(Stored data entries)
((

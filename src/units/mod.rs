//! Delivery units - who is on the grid, where, and with what

pub mod delivery;
pub mod registry;

pub use delivery::{DeliveryUnit, Package, PackageKind};
pub use registry::UnitRegistry;
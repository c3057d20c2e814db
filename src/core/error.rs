use thiserror::Error;

use crate::core::types::{GridPos, UnitId};

/// Why a `move_unit` call was rejected. No state changes on any of these.
#[derive(Error, Debug, Clone, PartialEq, Eq)]
pub enum MoveError {
    #[error("Unit not found")]
    UnitNotFound,

    #[error("Unit has already acted")]
    AlreadyActed,

    #[error("Invalid position")]
    InvalidPosition,

    #[error("Position blocked")]
    PositionBlocked,

    #[error("Not enough action points")]
    NotEnoughActionPoints,
}

#[derive(Error, Debug)]
pub enum EngineError {
    #[error("Unit not found: {0}")]
    UnitNotFound(UnitId),

    #[error("Position out of bounds: {0}")]
    OutOfBounds(GridPos),

    #[error("Invalid template: {0}")]
    InvalidTemplate(String),

    #[error("Invalid config: {0}")]
    InvalidConfig(String),

    #[error("IO error: {0}")]
    IoError(#[from] std::io::Error),

    #[error("TOML error: {0}")]
    TomlError(#[from] toml::de::Error),

    #[error("Serialization error: {0}")]
    SerdeError(#[from] serde_json::Error),
}

pub type Result<T> = std::result::Result<T, EngineError>;

#[cfg(test)]
mod tests {
    use super::*;

    #[test]
    fn test_move_error_messages() {
        assert_eq!(MoveError::UnitNotFound.to_string(), "Unit not found");
        assert_eq!(MoveError::InvalidPosition.to_string(), "Invalid position");
        assert_eq!(MoveError::PositionBlocked.to_string(), "Position blocked");
        assert_eq!(
            MoveError::NotEnoughActionPoints.to_string(),
            "Not enough action points"
        );
    }

    #[test]
    fn test_engine_error_display_includes_position() {
        let err = EngineError::OutOfBounds(GridPos::new(9, -1));
        assert_eq!(err.to_string(), "Position out of bounds: (9, -1)");
    }
}
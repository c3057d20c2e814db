//! Delivery units and the packages they carry

use serde::{Deserialize, Serialize};

use crate::core::types::{GridPos, PartnerId, UnitId};

#[derive(Debug, Clone, Copy, PartialEq, Eq, Hash, Serialize, Deserialize, Default)]
#[serde(rename_all = "snake_case")]
pub enum PackageKind {
    Food,
    #[default]
    Package,
    Urgent,
    Fragile,
}

/// Cargo a unit is carrying to its destination
#[derive(Debug, Clone, PartialEq, Eq, Serialize, Deserialize)]
pub struct Package {
    pub id: String,
    pub destination: GridPos,
    pub kind: PackageKind,
    /// Minutes left on the delivery clock; goes negative when late
    pub time_remaining: i32,
}

impl Package {
    pub fn new(
        id: impl Into<String>,
        destination: GridPos,
        kind: PackageKind,
        time_remaining: i32,
    ) -> Self {
        Self {
            id: id.into(),
            destination,
            kind,
            time_remaining,
        }
    }

    pub fn is_overdue(&self) -> bool {
        self.time_remaining <= 0
    }
}

/// A mobile delivery unit on the grid
#[derive(Debug, Clone, PartialEq, Eq, Serialize, Deserialize)]
pub struct DeliveryUnit {
    pub id: UnitId,
    pub partner_id: PartnerId,
    pub position: GridPos,
    pub package: Package,
    /// Remaining this round
    pub action_points: u32,
    /// Set by a successful move, cleared only at round reset
    pub has_acted: bool,
}

impl DeliveryUnit {
    pub fn new(
        partner_id: PartnerId,
        position: GridPos,
        package: Package,
        action_points: u32,
    ) -> Self {
        Self {
            id: UnitId::new(),
            partner_id,
            position,
            package,
            action_points,
            has_acted: false,
        }
    }

    /// Has the package reached its destination?
    pub fn at_destination(&self) -> bool {
        self.position == self.package.destination
    }

    pub fn can_act(&self) -> bool {
        !self.has_acted
    }
}
//! What a move hands back to the mission dispatcher

use serde::{Deserialize, Serialize};

use crate::core::error::MoveError;
use crate::core::types::EncounterId;

/// A committed move
#[derive(Debug, Clone, PartialEq, Eq)]
pub struct MoveOutcome {
    /// AP spent
    pub cost: u32,
    /// Set when the encounter trial fired
    pub encounter: Option<EncounterId>,
}

/// Flat `{success, encounter?, message?}` shape for the UI layer
#[derive(Debug, Clone, PartialEq, Eq, Serialize, Deserialize)]
pub struct MoveResponse {
    pub success: bool,
    #[serde(skip_serializing_if = "Option::is_none")]
    pub encounter: Option<EncounterId>,
    #[serde(skip_serializing_if = "Option::is_none")]
    pub message: Option<String>,
}

impl From<Result<MoveOutcome, MoveError>> for MoveResponse {
    fn from(result: Result<MoveOutcome, MoveError>) -> Self {
        match result {
            Ok(outcome) => Self {
                success: true,
                encounter: outcome.encounter,
                message: None,
            },
            Err(err) => Self {
                success: false,
                encounter: None,
                message: Some(err.to_string()),
            },
        }
    }
}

))

What is being asked =>
Your job is to print exactly the lines that run from the top of the entries through the line with "pub enum MoveError", and no others.

Result =>
filename src/units/mod.rs
//! Delivery units - who is on the grid, where, and with what

pub mod delivery;
pub mod registry;

pub use delivery::{DeliveryUnit, Package, PackageKind};
pub use registry::UnitRegistry;
repository c3057d20c2e814db
filename src/core/error.rs
use thiserror::Error;

use crate::core::types::{GridPos, UnitId};

/// Why a `move_unit` call was rejected. No state changes on any of these.
#[derive(Error, Debug, Clone, PartialEq, Eq)]
pub enum MoveError {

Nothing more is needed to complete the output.